句子的语言结构
观点1:Phrase Structure与CFG (Context-free Grammar)
将一个句子表示为一棵树,树的结构反应短语与短语的嵌套结构
一个CFG的生成规则示例如下:
NounPrase -> Det (Adj)* N
NounPrase -> NounPrase PrepositionPrase
PrepositionPrase -> Prep NounPrase
Det -> {a, the, ...}
Adj -> {large, small, ...}
...
观点2:Dependency structure (更常用)
将一个句子表示为一棵树,树的结构反应单词与单词之间的依赖关系
Dependency structure允许non-projective parsing (及存在交叉依赖,如图中的红线)。

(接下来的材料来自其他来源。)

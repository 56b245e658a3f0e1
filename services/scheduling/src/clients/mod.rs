//! Collaborators consumed by the stages.
//!
//! - `EnvironmentService`: the declarative environment store
//! - `ClusterApi`: the container cluster control API
//!
//! Both are traits so stages can be wired to real clients, to the
//! in-memory implementations in [`memory`], or to test doubles.

mod cluster;
mod environment;
pub mod memory;

pub(crate) use cluster::bounded;
pub use cluster::{ClusterApi, ClusterApiError, StartTaskOutput, StopTaskOutput, STARTED_BY};
pub use environment::{EnvironmentError, EnvironmentRecord, EnvironmentService, TargetRevision};
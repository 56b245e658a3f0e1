//! Manager stage: schedule every environment of one cluster.

use std::sync::Arc;
use std::time::Duration;

use async_trait::async_trait;
use convoy_id::{ClusterId, CycleId, EnvironmentId};
use convoy_reconcile::{ActionTally, ConvergenceStatus};
use futures_util::future::join_all;
use serde::{Deserialize, Serialize};
use tracing::{debug, info, instrument, warn};

use super::{SchedulerInput, SchedulerOutput};
use crate::clients::EnvironmentService;
use crate::deadline::deadline;
use crate::error::SchedulingResult;
use crate::invoke::{StageHandler, StageInvoker};
use crate::state::StateCollector;

#[derive(Debug, Clone, PartialEq, Eq, Serialize, Deserialize)]
pub struct ManagerInput {
    pub cycle_id: CycleId,
    pub cluster_id: ClusterId,
}

/// How one environment's Scheduler invocation ended.
#[derive(Debug, Clone, PartialEq, Eq, Serialize, Deserialize)]
#[serde(tag = "outcome", rename_all = "snake_case")]
pub enum EnvironmentResult {
    Scheduled {
        succeeded: u64,
        failed: u64,
        status: ConvergenceStatus,
    },
    Failed {
        error: String,
    },
}

#[derive(Debug, Clone, PartialEq, Eq, Serialize, Deserialize)]
pub struct EnvironmentOutcome {
    pub environment_id: EnvironmentId,
    #[serde(flatten)]
    pub result: EnvironmentResult,
}

/// Per-environment results for one cluster, in environment listing order.
#[derive(Debug, Clone, PartialEq, Eq, Serialize, Deserialize)]
pub struct ManagerOutput {
    pub cluster_id: ClusterId,
    pub environments: Vec<EnvironmentOutcome>,
}

impl ManagerOutput {
    /// Action counts summed over every scheduled environment.
    pub fn tally(&self) -> ActionTally {
        let mut tally = ActionTally::default();
        for outcome in &self.environments {
            if let EnvironmentResult::Scheduled {
                succeeded, failed, ..
            } = outcome.result
            {
                tally += ActionTally { succeeded, failed };
            }
        }
        tally
    }

    /// Environments whose Scheduler invocation failed.
    pub fn failures(&self) -> impl Iterator<Item = &EnvironmentOutcome> {
        self.environments
            .iter()
            .filter(|o| matches!(o.result, EnvironmentResult::Failed { .. }))
    }
}

/// Handler for the Manager stage.
pub struct ManagerHandler {
    environments: Arc<dyn EnvironmentService>,
    collector: StateCollector,
    scheduler: Arc<dyn StageInvoker<SchedulerInput, SchedulerOutput>>,
    call_timeout: Duration,
}

impl ManagerHandler {
    pub fn new(
        environments: Arc<dyn EnvironmentService>,
        collector: StateCollector,
        scheduler: Arc<dyn StageInvoker<SchedulerInput, SchedulerOutput>>,
        call_timeout: Duration,
    ) -> Self {
        Self {
            environments,
            collector,
            scheduler,
            call_timeout,
        }
    }

    /// Snapshot the cluster once and call the Scheduler stage for every
    /// environment concurrently.
    ///
    /// A failing environment is reported in the output next to its
    /// siblings. Listing or snapshot failures fail the whole invocation.
    #[instrument(skip_all, fields(cycle_id = %input.cycle_id, cluster_id = %input.cluster_id))]
    pub async fn manage(&self, input: ManagerInput) -> SchedulingResult<ManagerOutput> {
        let ManagerInput {
            cycle_id,
            cluster_id,
        } = input;

        let environment_ids = deadline(
            "list_environments",
            self.call_timeout,
            self.environments.list_environments(&cluster_id),
        )
        .await??;

        if environment_ids.is_empty() {
            debug!("No environments to schedule");
            return Ok(ManagerOutput {
                cluster_id,
                environments: Vec::new(),
            });
        }

        let snapshot = self.collector.snapshot(&cluster_id).await?;
        debug!(
            environments = environment_ids.len(),
            tasks = snapshot.tasks().len(),
            instances = snapshot.instances().len(),
            "Collected snapshot"
        );

        let calls = environment_ids.into_iter().map(|environment_id| {
            let input = SchedulerInput {
                cycle_id,
                snapshot: snapshot.clone(),
                environment_id: environment_id.clone(),
            };
            async move {
                let result = match self.scheduler.call(input).await {
                    Ok(output) => EnvironmentResult::Scheduled {
                        succeeded: output.succeeded,
                        failed: output.failed,
                        status: output.status,
                    },
                    Err(e) => {
                        warn!(environment_id = %environment_id, error = %e, "Scheduler stage failed");
                        EnvironmentResult::Failed {
                            error: e.to_string(),
                        }
                    }
                };
                EnvironmentOutcome {
                    environment_id,
                    result,
                }
            }
        });

        let output = ManagerOutput {
            cluster_id,
            environments: join_all(calls).await,
        };

        let tally = output.tally();
        info!(
            environments = output.environments.len(),
            failed_environments = output.failures().count(),
            succeeded = tally.succeeded,
            failed = tally.failed,
            "Cluster scheduled"
        );

        Ok(output)
    }
}

#[async_trait]
impl StageHandler<ManagerInput, ManagerOutput> for ManagerHandler {
    async fn handle(&self, input: ManagerInput) -> SchedulingResult<ManagerOutput> {
        self.manage(input).await
    }
}
//! IR Value Representations
//!
//! Values are small copyable handles. The data they name (argument,
//! instruction result, constant, global, function) is owned by the module;
//! consumers only ever hold references by handle.

use serde::{Deserialize, Serialize};
use std::collections::HashMap;
use std::fmt;
use crate::types::TypeId;

/// Handle to a function in a module
#[derive(Debug, Clone, Copy, PartialEq, Eq, Hash, PartialOrd, Ord, Serialize, Deserialize)]
pub struct FuncId(pub(crate) u32);

/// Handle to a global object in a module
#[derive(Debug, Clone, Copy, PartialEq, Eq, Hash, PartialOrd, Ord, Serialize, Deserialize)]
pub struct GlobalId(pub(crate) u32);

/// Handle to a uniqued constant in a module's constant pool
#[derive(Debug, Clone, Copy, PartialEq, Eq, Hash, PartialOrd, Ord, Serialize, Deserialize)]
pub struct ConstId(pub(crate) u32);

/// Handle to a basic block: the owning function plus its position
#[derive(Debug, Clone, Copy, PartialEq, Eq, Hash, PartialOrd, Ord, Serialize, Deserialize)]
pub struct BlockId {
    pub(crate) func: FuncId,
    pub(crate) index: u32,
}

/// Handle to an instruction in its function's arena
#[derive(Debug, Clone, Copy, PartialEq, Eq, Hash, PartialOrd, Ord, Serialize, Deserialize)]
pub struct InstRef {
    pub(crate) func: FuncId,
    pub(crate) index: u32,
}

/// Handle to a formal argument of a function
#[derive(Debug, Clone, Copy, PartialEq, Eq, Hash, PartialOrd, Ord, Serialize, Deserialize)]
pub struct ArgRef {
    pub(crate) func: FuncId,
    pub(crate) index: u32,
}

impl FuncId {
    pub fn index(self) -> usize {
        self.0 as usize
    }
}

impl GlobalId {
    pub fn index(self) -> usize {
        self.0 as usize
    }
}

impl ConstId {
    pub fn index(self) -> usize {
        self.0 as usize
    }
}

impl BlockId {
    pub fn func(self) -> FuncId {
        self.func
    }

    pub fn index(self) -> usize {
        self.index as usize
    }
}

impl InstRef {
    pub fn func(self) -> FuncId {
        self.func
    }

    pub fn index(self) -> usize {
        self.index as usize
    }
}

impl ArgRef {
    pub fn func(self) -> FuncId {
        self.func
    }

    pub fn index(self) -> usize {
        self.index as usize
    }
}

impl fmt::Display for FuncId {
    fn fmt(&self, f: &mut fmt::Formatter<'_>) -> fmt::Result {
        write!(f, "fn{}", self.0)
    }
}

impl fmt::Display for BlockId {
    fn fmt(&self, f: &mut fmt::Formatter<'_>) -> fmt::Result {
        write!(f, "{}:bb{}", self.func, self.index)
    }
}

/// IR Value - an operand usable by instructions
#[derive(Debug, Clone, Copy, PartialEq, Eq, Hash, Serialize, Deserialize)]
pub enum Value {
    /// Formal argument of the enclosing function
    Argument(ArgRef),

    /// Result of an instruction
    Inst(InstRef),

    /// Uniqued constant
    Constant(ConstId),

    /// Address of a global object
    Global(GlobalId),

    /// Address of a function
    Function(FuncId),
}

impl Value {
    /// Function that owns the definition, for function-local values
    pub fn owner(self) -> Option<FuncId> {
        match self {
            Value::Argument(arg) => Some(arg.func),
            Value::Inst(inst) => Some(inst.func),
            Value::Constant(_) | Value::Global(_) | Value::Function(_) => None,
        }
    }

    pub fn as_inst(self) -> Option<InstRef> {
        match self {
            Value::Inst(inst) => Some(inst),
            _ => None,
        }
    }
}

impl From<ArgRef> for Value {
    fn from(arg: ArgRef) -> Self {
        Value::Argument(arg)
    }
}

impl From<InstRef> for Value {
    fn from(inst: InstRef) -> Self {
        Value::Inst(inst)
    }
}

impl From<ConstId> for Value {
    fn from(id: ConstId) -> Self {
        Value::Constant(id)
    }
}

impl From<GlobalId> for Value {
    fn from(id: GlobalId) -> Self {
        Value::Global(id)
    }
}

impl From<FuncId> for Value {
    fn from(id: FuncId) -> Self {
        Value::Function(id)
    }
}

/// Payload of a constant
#[derive(Debug, Clone, PartialEq, Eq, Hash, Serialize, Deserialize)]
pub enum ConstKind {
    /// Integer bits, already truncated to the type's width
    Int(u64),

    /// Raw bytes of an `[N x i8]` array
    Bytes(Vec<u8>),

    /// The null pointer
    Null,

    /// All-zero aggregate
    Zero,
}

/// A constant together with its type
#[derive(Debug, Clone, PartialEq, Eq, Hash, Serialize, Deserialize)]
pub struct ConstantData {
    pub ty: TypeId,
    pub kind: ConstKind,
}

impl ConstantData {
    /// Interpret an integer payload of `width` bits as a signed number
    pub fn as_signed(&self, width: u32) -> Option<i64> {
        match self.kind {
            ConstKind::Int(bits) => Some(sign_extend(bits, width)),
            _ => None,
        }
    }
}

/// Mask `value` down to `width` bits (two's-complement wraparound)
pub(crate) fn truncate_to_width(value: i64, width: u32) -> u64 {
    let bits = value as u64;
    if width >= 64 {
        bits
    } else {
        bits & ((1u64 << width) - 1)
    }
}

pub(crate) fn sign_extend(bits: u64, width: u32) -> i64 {
    if width == 0 || width >= 64 {
        return bits as i64;
    }
    let shift = 64 - width;
    ((bits << shift) as i64) >> shift
}

/// Uniqued storage for a module's constants
#[derive(Debug, Clone, Default, Serialize, Deserialize)]
#[serde(from = "Vec<ConstantData>", into = "Vec<ConstantData>")]
pub struct ConstantPool {
    constants: Vec<ConstantData>,
    lookup: HashMap<ConstantData, ConstId>,
}

impl ConstantPool {
    pub fn new() -> Self {
        Self::default()
    }

    pub fn intern(&mut self, data: ConstantData) -> ConstId {
        if let Some(&id) = self.lookup.get(&data) {
            return id;
        }
        let id = ConstId(self.constants.len() as u32);
        self.constants.push(data.clone());
        self.lookup.insert(data, id);
        id
    }

    pub fn get(&self, id: ConstId) -> Option<&ConstantData> {
        self.constants.get(id.index())
    }

    pub fn len(&self) -> usize {
        self.constants.len()
    }

    pub fn is_empty(&self) -> bool {
        self.constants.is_empty()
    }
}

impl From<Vec<ConstantData>> for ConstantPool {
    fn from(constants: Vec<ConstantData>) -> Self {
        let mut lookup = HashMap::with_capacity(constants.len());
        for (i, data) in constants.iter().enumerate() {
            lookup.entry(data.clone()).or_insert(ConstId(i as u32));
        }
        Self { constants, lookup }
    }
}

impl From<ConstantPool> for Vec<ConstantData> {
    fn from(pool: ConstantPool) -> Self {
        pool.constants
    }
}
//! Typed IR toolkit - SSA Intermediate Representation
//!
//! This crate defines a typed, single-assignment IR in the style of LLVM:
//! modules own functions and globals, functions own basic blocks, and every
//! block ends in exactly one terminator.
//!
//! ## Architecture
//!
//! - `types` - Interned type system scoped to a module
//! - `values` - Value handles and the constant pool
//! - `ops` - Binary operations and comparison predicates
//! - `instructions` - The closed instruction set
//! - `blocks` - Basic block storage
//! - `function` - Function definitions and declarations
//! - `module` - Module, globals and the symbol table
//! - `builder` - Cursor-based instruction emission
//! - `cfg` - Derived control flow and dominators
//! - `verifier` - Structural well-formedness checks
//! - `printer` - Canonical textual form
//! - `samples` - Ready-made modules used by the driver and tests

pub mod types;
pub mod values;
pub mod ops;
pub mod instructions;
pub mod blocks;
pub mod function;
pub mod module;
pub mod builder;
pub mod cfg;
pub mod verifier;
pub mod printer;
pub mod samples;

mod constants;
mod typing;

#[cfg(test)]
mod tests;

pub use types::{TypeContext, TypeData, TypeId};
pub use values::{ArgRef, BlockId, ConstId, ConstKind, ConstantData, FuncId, GlobalId, InstRef, Value};
pub use ops::{BinaryOp, CmpOp, IntPredicate};
pub use instructions::{InstData, InstKind};
pub use blocks::BlockData;
pub use function::{ArgumentData, FunctionData};
pub use module::{GlobalData, GlobalKind, Linkage, Module, Symbol};
pub use builder::IrBuilder;
pub use cfg::{ControlFlowGraph, DominatorTree};
pub use verifier::{verify_function, verify_module, VerificationReport, VerifierConfig};
pub use printer::print_module;
pub use tir_common::{Diagnostic, DiagnosticKind, IrError, IrResult, Severity};
//! Textual IR printer
//!
//! Renders a module in an LLVM-flavoured text form. Output depends only on
//! the module contents, so printing the same module twice (or a module
//! reloaded from JSON) gives identical text. Unverified modules print on a
//! best-effort basis; unresolvable operands show up as `<badref>`.

use std::collections::HashSet;
use std::fmt::{self, Write};
use crate::function::FunctionData;
use crate::instructions::{InstData, InstKind};
use crate::module::{GlobalData, GlobalKind, Linkage, Module};
use crate::types::{TypeData, TypeId};
use crate::values::{sign_extend, BlockId, ConstId, ConstKind, FuncId, Value};

const COMMENT_COLUMN: usize = 50;

/// Render `module` as text
pub fn print_module(module: &Module) -> String {
    module.to_string()
}

impl fmt::Display for Module {
    fn fmt(&self, f: &mut fmt::Formatter<'_>) -> fmt::Result {
        let name = escape_bytes(self.name().as_bytes());
        writeln!(f, "; ModuleID = '{name}'")?;
        writeln!(f, "source_filename = \"{name}\"")?;

        if !self.globals().is_empty() {
            writeln!(f)?;
            for global in self.globals() {
                write_global(f, self, global)?;
            }
        }

        for func in self.functions() {
            writeln!(f)?;
            FunctionPrinter::new(self, func).write(f)?;
        }
        Ok(())
    }
}

/// Label of every block of `func` in layout order, as printed
pub(crate) fn block_labels(module: &Module, func: &FunctionData) -> Vec<String> {
    FunctionPrinter::new(module, func).blocks
}

fn linkage_prefix(linkage: Linkage) -> &'static str {
    match linkage {
        Linkage::External => "",
        Linkage::Internal => "internal ",
        Linkage::Private => "private ",
    }
}

fn write_global(f: &mut fmt::Formatter<'_>, module: &Module, global: &GlobalData) -> fmt::Result {
    writeln!(
        f,
        "@{} = {}{}{} {} {}",
        ident(global.name()),
        linkage_prefix(global.linkage()),
        if global.unnamed_addr() { "unnamed_addr " } else { "" },
        match global.kind() {
            GlobalKind::Constant => "constant",
            GlobalKind::Variable => "global",
        },
        module.types().display(global.value_type()),
        constant_text(module, global.initializer()),
    )
}

/// Identifier text without sigil, quoted when it is not a plain name
fn ident(name: &str) -> String {
    let plain = |c: char| c.is_ascii_alphanumeric() || matches!(c, '-' | '$' | '.' | '_');
    let starts_ok = name
        .chars()
        .next()
        .is_some_and(|c| plain(c) && !c.is_ascii_digit());
    if starts_ok && name.chars().all(plain) {
        name.to_string()
    } else {
        format!("\"{}\"", escape_bytes(name.as_bytes()))
    }
}

fn escape_bytes(bytes: &[u8]) -> String {
    let mut out = String::with_capacity(bytes.len());
    for &byte in bytes {
        if (byte.is_ascii_graphic() || byte == b' ') && byte != b'"' && byte != b'\\' {
            out.push(byte as char);
        } else {
            let _ = write!(out, "\\{byte:02X}");
        }
    }
    out
}

fn constant_text(module: &Module, id: ConstId) -> String {
    let Some(data) = module.constants().get(id) else {
        return "<badref>".to_string();
    };
    match &data.kind {
        ConstKind::Int(bits) => match module.types().int_width(data.ty) {
            Some(1) => (if *bits & 1 == 1 { "true" } else { "false" }).to_string(),
            Some(width) => sign_extend(*bits, width).to_string(),
            None => bits.to_string(),
        },
        ConstKind::Bytes(bytes) => format!("c\"{}\"", escape_bytes(bytes)),
        ConstKind::Null => "null".to_string(),
        ConstKind::Zero => "zeroinitializer".to_string(),
    }
}

/// Prints one function; owns the local name table
struct FunctionPrinter<'a> {
    module: &'a Module,
    func: &'a FunctionData,
    args: Vec<String>,
    blocks: Vec<String>,
    insts: Vec<Option<String>>,
}

impl<'a> FunctionPrinter<'a> {
    fn new(module: &'a Module, func: &'a FunctionData) -> Self {
        let types = module.types();
        let mut used = HashSet::new();
        let mut next_slot = 0usize;
        let mut local = |name: Option<&str>| match name {
            Some(name) => {
                let mut candidate = name.to_string();
                let mut suffix = 0;
                while !used.insert(candidate.clone()) {
                    suffix += 1;
                    candidate = format!("{name}{suffix}");
                }
                ident(&candidate)
            }
            None => {
                next_slot += 1;
                (next_slot - 1).to_string()
            }
        };

        let args = func.args().iter().map(|arg| local(arg.name())).collect();
        let mut blocks = Vec::with_capacity(func.block_count());
        let mut insts = vec![None; func.insts.len()];

        for block in func.block_ids() {
            let Some(data) = func.block(block) else { continue };
            blocks.push(local(data.name()));
            for &inst in data.insts() {
                let Some(inst_data) = func.inst(inst) else { continue };
                if types.is_void(inst_data.result_type()) {
                    continue;
                }
                if let Some(slot) = insts.get_mut(inst.index()) {
                    if slot.is_none() {
                        *slot = Some(local(inst_data.name()));
                    }
                }
            }
        }

        Self {
            module,
            func,
            args,
            blocks,
            insts,
        }
    }

    fn ty(&self, ty: TypeId) -> String {
        self.module.types().display(ty).to_string()
    }

    fn value(&self, value: Value) -> String {
        let local = match value {
            Value::Argument(arg) if arg.func() == self.func.id() => self.args.get(arg.index()),
            Value::Inst(inst) if inst.func() == self.func.id() => {
                self.insts.get(inst.index()).and_then(Option::as_ref)
            }
            Value::Constant(id) => return constant_text(self.module, id),
            Value::Global(id) => {
                return match self.module.global(id) {
                    Some(global) => format!("@{}", ident(global.name())),
                    None => "@<badref>".to_string(),
                }
            }
            Value::Function(id) => {
                return match self.module.function(id) {
                    Some(func) => format!("@{}", ident(func.name())),
                    None => "@<badref>".to_string(),
                }
            }
            _ => None,
        };
        match local {
            Some(name) => format!("%{name}"),
            None => "%<badref>".to_string(),
        }
    }

    fn typed(&self, value: Value) -> String {
        let ty = match self.module.value_type(value) {
            Some(ty) => self.ty(ty),
            None => "<badref>".to_string(),
        };
        format!("{} {}", ty, self.value(value))
    }

    fn label(&self, block: BlockId) -> String {
        match self.blocks.get(block.index()) {
            Some(name) if block.func() == self.func.id() => format!("%{name}"),
            _ => "%<badref>".to_string(),
        }
    }

    fn write(&self, f: &mut fmt::Formatter<'_>) -> fmt::Result {
        let types = self.module.types();
        let (ret, params, is_vararg) = types
            .function_signature(self.func.signature())
            .map(|(ret, params, vararg)| (ret, params.to_vec(), vararg))
            .unwrap_or((types.void_type(), Vec::new(), false));

        let mut params_text: Vec<String> = if self.func.is_declaration() {
            params.iter().map(|&ty| self.ty(ty)).collect()
        } else {
            self.func
                .args()
                .iter()
                .zip(&self.args)
                .map(|(arg, name)| format!("{} %{}", self.ty(arg.ty()), name))
                .collect()
        };
        if is_vararg {
            params_text.push("...".to_string());
        }

        let keyword = if self.func.is_declaration() { "declare" } else { "define" };
        write!(
            f,
            "{} {}{} @{}({})",
            keyword,
            linkage_prefix(self.func.linkage()),
            self.ty(ret),
            ident(self.func.name()),
            params_text.join(", ")
        )?;
        if self.func.is_declaration() {
            return writeln!(f);
        }
        writeln!(f, " {{")?;

        for (position, block) in self.func.block_ids().enumerate() {
            if position > 0 {
                writeln!(f)?;
            }
            self.write_block(f, block, position == 0)?;
        }
        writeln!(f, "}}")
    }

    fn write_block(&self, f: &mut fmt::Formatter<'_>, block: BlockId, is_entry: bool) -> fmt::Result {
        let mut header = format!("{}:", self.blocks.get(block.index()).map_or("<badref>", String::as_str));
        let preds = self.module.predecessors(block);
        let comment = if !preds.is_empty() {
            let names: Vec<_> = preds.iter().map(|&p| self.label(p)).collect();
            Some(format!("; preds = {}", names.join(", ")))
        } else if !is_entry {
            Some("; No predecessors!".to_string())
        } else {
            None
        };
        if let Some(comment) = comment {
            if header.len() < COMMENT_COLUMN {
                header.push_str(&" ".repeat(COMMENT_COLUMN - header.len()));
            } else {
                header.push(' ');
            }
            header.push_str(&comment);
        }
        writeln!(f, "{header}")?;

        let Some(data) = self.func.block(block) else { return Ok(()) };
        for &inst in data.insts() {
            match self.func.inst(inst) {
                Some(inst_data) => {
                    let result = self.insts.get(inst.index()).and_then(Option::as_ref);
                    match result {
                        Some(name) => writeln!(f, "  %{} = {}", name, self.inst_text(inst_data))?,
                        None => writeln!(f, "  {}", self.inst_text(inst_data))?,
                    }
                }
                None => writeln!(f, "  <badref>")?,
            }
        }
        Ok(())
    }

    fn inst_text(&self, inst: &InstData) -> String {
        match inst.kind() {
            InstKind::Binary { op, lhs, rhs } => {
                format!("{} {}, {}", op, self.typed(*lhs), self.value(*rhs))
            }
            InstKind::ICmp { pred, lhs, rhs } => {
                format!("icmp {} {}, {}", pred, self.typed(*lhs), self.value(*rhs))
            }
            InstKind::Alloca { allocated } => format!("alloca {}", self.ty(*allocated)),
            InstKind::Load { ty, ptr } => format!("load {}, {}", self.ty(*ty), self.typed(*ptr)),
            InstKind::Store { value, ptr } => format!("store {}, {}", self.typed(*value), self.typed(*ptr)),
            InstKind::Call { callee, args } => self.call_text(inst, *callee, args),
            InstKind::Br { target } => format!("br label {}", self.label(*target)),
            InstKind::CondBr { cond, then_block, else_block } => format!(
                "br {}, label {}, label {}",
                self.typed(*cond),
                self.label(*then_block),
                self.label(*else_block)
            ),
            InstKind::Ret { value: Some(value) } => format!("ret {}", self.typed(*value)),
            InstKind::Ret { value: None } => "ret void".to_string(),
        }
    }

    fn call_text(&self, inst: &InstData, callee: FuncId, args: &[Value]) -> String {
        let args_text: Vec<_> = args.iter().map(|&arg| self.typed(arg)).collect();
        let callee_text = self.value(Value::Function(callee));
        // Vararg callees print their full signature, others just the return type
        let fn_ty = self.module.function(callee).map(FunctionData::signature);
        let ty_text = match fn_ty.and_then(|ty| self.module.types().get(ty)) {
            Some(TypeData::Function { is_vararg: true, .. }) => fn_ty.map(|ty| self.ty(ty)).unwrap_or_default(),
            _ => self.ty(inst.result_type()),
        };
        format!("call {} {}({})", ty_text, callee_text, args_text.join(", "))
    }
}

#[cfg(test)]
mod tests {
    use super::*;
    use pretty_assertions::assert_eq;

    #[test]
    fn test_ident_quoting() {
        assert_eq!(ident("entry"), "entry");
        assert_eq!(ident("a.b-c$_1"), "a.b-c$_1");
        assert_eq!(ident("0"), "\"0\"");
        assert_eq!(ident("has space"), "\"has space\"");
        assert_eq!(ident(""), "\"\"");
    }

    #[test]
    fn test_escape_bytes() {
        assert_eq!(escape_bytes(b"Hi!\n\0"), "Hi!\\0A\\00");
        assert_eq!(escape_bytes(b"a\"b\\"), "a\\22b\\5C");
    }

    #[test]
    fn test_empty_module_header() {
        let module = Module::new("empty");
        assert_eq!(print_module(&module), "; ModuleID = 'empty'\nsource_filename = \"empty\"\n");
    }

    #[test]
    fn test_module_name_is_escaped() {
        let module = Module::new("a\"b\\c");
        assert_eq!(
            print_module(&module),
            "; ModuleID = 'a\\22b\\5Cc'\nsource_filename = \"a\\22b\\5Cc\"\n"
        );
    }
}
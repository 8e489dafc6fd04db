//! Typed IR toolkit - Errors and Diagnostics
//! 
//! This crate contains the error type returned by IR construction calls and
//! the diagnostic types produced by the verifier. It is shared by the IR
//! library and the command line driver.

pub mod error;

pub use error::{Diagnostic, DiagnosticKind, DiagnosticReporter, IrError, IrResult, Severity};
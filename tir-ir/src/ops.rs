//! IR Operations
//!
//! Defines the binary operations and integer comparison predicates.

use serde::{Deserialize, Serialize};
use std::fmt;

/// Binary integer operations
#[derive(Debug, Clone, Copy, PartialEq, Eq, Hash, Serialize, Deserialize)]
pub enum BinaryOp {
    // Arithmetic
    Add, Sub, Mul,
    SDiv, UDiv,    // Signed/unsigned division
    SRem, URem,    // Signed/unsigned remainder

    // Bitwise
    And, Or, Xor,
    Shl, LShr, AShr, // Logical/arithmetic shift right
}

impl fmt::Display for BinaryOp {
    fn fmt(&self, f: &mut fmt::Formatter<'_>) -> fmt::Result {
        let op_str = match self {
            BinaryOp::Add => "add",
            BinaryOp::Sub => "sub",
            BinaryOp::Mul => "mul",
            BinaryOp::SDiv => "sdiv",
            BinaryOp::UDiv => "udiv",
            BinaryOp::SRem => "srem",
            BinaryOp::URem => "urem",
            BinaryOp::And => "and",
            BinaryOp::Or => "or",
            BinaryOp::Xor => "xor",
            BinaryOp::Shl => "shl",
            BinaryOp::LShr => "lshr",
            BinaryOp::AShr => "ashr",
        };
        write!(f, "{op_str}")
    }
}

/// Integer comparison predicates (`icmp`), always yielding `i1`
#[derive(Debug, Clone, Copy, PartialEq, Eq, Hash, Serialize, Deserialize)]
pub enum IntPredicate {
    Eq, Ne,
    Sgt, Sge, Slt, Sle, // Signed comparisons
    Ugt, Uge, Ult, Ule, // Unsigned comparisons
}

impl IntPredicate {
    pub fn signed(op: CmpOp) -> Self {
        match op {
            CmpOp::Eq => IntPredicate::Eq,
            CmpOp::Ne => IntPredicate::Ne,
            CmpOp::Gt => IntPredicate::Sgt,
            CmpOp::Ge => IntPredicate::Sge,
            CmpOp::Lt => IntPredicate::Slt,
            CmpOp::Le => IntPredicate::Sle,
        }
    }

    pub fn unsigned(op: CmpOp) -> Self {
        match op {
            CmpOp::Eq => IntPredicate::Eq,
            CmpOp::Ne => IntPredicate::Ne,
            CmpOp::Gt => IntPredicate::Ugt,
            CmpOp::Ge => IntPredicate::Uge,
            CmpOp::Lt => IntPredicate::Ult,
            CmpOp::Le => IntPredicate::Ule,
        }
    }
}

impl fmt::Display for IntPredicate {
    fn fmt(&self, f: &mut fmt::Formatter<'_>) -> fmt::Result {
        let pred_str = match self {
            IntPredicate::Eq => "eq",
            IntPredicate::Ne => "ne",
            IntPredicate::Sgt => "sgt",
            IntPredicate::Sge => "sge",
            IntPredicate::Slt => "slt",
            IntPredicate::Sle => "sle",
            IntPredicate::Ugt => "ugt",
            IntPredicate::Uge => "uge",
            IntPredicate::Ult => "ult",
            IntPredicate::Ule => "ule",
        };
        write!(f, "{pred_str}")
    }
}

/// Signedness-neutral comparison, mapped to a predicate by
/// `IrBuilder::compare_signed` / `IrBuilder::compare_unsigned`
#[derive(Debug, Clone, Copy, PartialEq, Eq, Hash)]
pub enum CmpOp {
    Eq, Ne, Gt, Ge, Lt, Le,
}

但是使用CFG构建的句子结构不可能出现这类情况。
Dependency Parsing
给定一个句子,有几种方式可以将其解析为Dependency structure
transition-based parsing
遍历句子中的词,过程中维护一个栈,每次选择以下三种操作 (Transition) 之一,直至完全遍历且栈中只剩下ROOT一个元素。
- SHIFT:将Buffer中最左侧的词入栈
- LEFT-ARC:将栈顶左侧的词标记为栈顶的dependency,并将该词移除
- RIGHT-ARC:将栈顶的元素标记为其左侧元素的dependency,并将该词移除
Stack | Buffer | New dependency | Transition |
---|---|---|---|
[ROOT] | [I, presented, my, findings, at, the, NLP, conference] | Initial Config | |
[ROOT, I] | [presented, my, findings, at, the, NLP, conference] | SHIFT | |
[ROOT, I, presented] | [my, findings, at, the, NLP, conference] | SHIFT | |
[ROOT, presented] | [my, findings, at, the, NLP, conference] | presented → I | LEFT-ARC |
[ROOT, presented, my] | [findings, at, the, NLP, conference] | SHIFT | |
[ROOT, presented, my, findings] | [at, the, NLP, conference] | SHIFT | |
[ROOT, presented, findings] | [at, the, NLP, conference] | findings → my | LEFT-ARC |
[ROOT, presented] | [at, the, NLP, conference] | presented → findings | RIGHT-ARC |
[ROOT, presented, at] | [the, NLP, conference] | SHIFT | |
[ROOT, presented, at, the] | [NLP, conference] | SHIFT | |
[ROOT, presented, at, the, NLP] | [conference] | SHIFT | |
[ROOT, presented, at, the, NLP, conference] | [] | SHIFT | |
[ROOT, presented, at, the, conference] | [] | conference → NLP | LEFT-ARC |
[ROOT, presented, at, conference] | [] | conference → the | LEFT-ARC |
[ROOT, presented, conference] | [] | conference → at | LEFT-ARC |
[ROOT, presented] | [] | presented → conference | RIGHT-ARC |
[ROOT] | [] | ROOT → presented | RIGHT-ARC |
可以训练一个神经网络,在每一步作出正确的Transition决策:
graph-based parsing
对于句子中的每一个词,计算其是其他所有词的依赖的可能性。 之后使用诸如最小生成树的方式建树。